When asked about reporting the shooter allegedly talked about "baby parts." Trump responded, "I will tell you there is a tremendous group of people that think it's terrible, all of the videos that they've seen with some of these people from Planned Parenthood talking about it like you're selling parts to a car ... there are a lot of people that are very unhappy about that."
Trump described the "tremendous dislike" he sees for Planned Parenthood on the campaign trail. "I can say that, because I go to rallies…I see a lot of anxiety and I see a lot of dislike for Planned Parenthood.

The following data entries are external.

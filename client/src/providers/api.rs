//! Recipe API collaborator trait.

use crate::error::FailureDetail;
use crate::state::{RecipeId, RecipeSummary, SessionToken, SigninCredentials, SignupCredentials, User, UserId};
use serde::Deserialize;
use std::future::Future;

/// Payload of a successful authentication response.
#[derive(Debug, Clone, PartialEq, Eq, Deserialize)]
pub struct AuthSuccess {
    /// Opaque session token to persist and forward.
    pub token: SessionToken,

    /// The authenticated user record.
    pub user: User,
}

/// One page of the recipe listing.
#[derive(Debug, Clone, PartialEq, Eq, Deserialize)]
pub struct RecipePage {
    /// Recipes of this page, in server order.
    #[serde(rename = "data")]
    pub items: Vec<RecipeSummary>,

    /// Total number of pages.
    pub pages: u32,
}

/// Recipe API collaborator.
///
/// This trait abstracts over the remote HTTP API. Implementations must
/// never panic on a failure: every fault, including transport errors and
/// unusable response bodies, is reported as a [`FailureDetail`].
pub trait RecipeApi: Send + Sync {
    /// Create an account.
    ///
    /// `POST /api/v1/users/signup` with the credentials as the exact body.
    ///
    /// # Errors
    ///
    /// Returns the failure the server or transport reported.
    fn signup(
        &self,
        credentials: &SignupCredentials,
    ) -> impl Future<Output = Result<AuthSuccess, FailureDetail>> + Send;

    /// Sign in.
    ///
    /// `POST /api/v1/users/signin` with the credentials as the exact body;
    /// only email and password are transmitted.
    ///
    /// # Errors
    ///
    /// Returns the failure the server or transport reported.
    fn signin(
        &self,
        credentials: &SigninCredentials,
    ) -> impl Future<Output = Result<AuthSuccess, FailureDetail>> + Send;

    /// Fetch one page of the recipe listing.
    ///
    /// `GET /api/v1/recipes?page=N`.
    ///
    /// # Errors
    ///
    /// Returns the failure the server or transport reported.
    fn recipes_page(
        &self,
        page: u32,
    ) -> impl Future<Output = Result<RecipePage, FailureDetail>> + Send;

    /// Associate a recipe with the user's favourites.
    ///
    /// `POST /api/v1/users/{user_id}/recipes` with body `{"recipeId": ...}`
    /// and the stored token attached as the authenticated-request headers.
    /// Idempotent on the server side for a given `(user_id, recipe_id)`
    /// pair; the client does not deduplicate.
    ///
    /// # Errors
    ///
    /// Returns the failure the server or transport reported.
    fn add_favorite(
        &self,
        user_id: &UserId,
        recipe_id: &RecipeId,
        token: Option<&SessionToken>,
    ) -> impl Future<Output = Result<(), FailureDetail>> + Send;
}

There's no question about that."
Later in the show, leading Republican candidate, Dr. Ben Carson, was also asked about Planned Parenthood's statement on "hateful rhetoric."
He replied, "I think hateful rhetoric and terrorist-type activities are horrible, no matter from where they emanate. And we should all condemn them, at all times."
Carson continued, "We have to stop allowing ourselves to be pushed into different corners and then throwing hateful barbs at each other ... We must somehow manage to regain the high ground and understand that we're not each other's enemies, even though we may have some differences of opinions about things. Let's stop trying to destroy each other."
Several other 2016 Republican candidates have expressed prayers for the families of those killed in the shooting.
In a statement Former Gov. Jeb Bush said, "...There is no acceptable explanation for this violence, and I will continue to pray for those who have been impacted.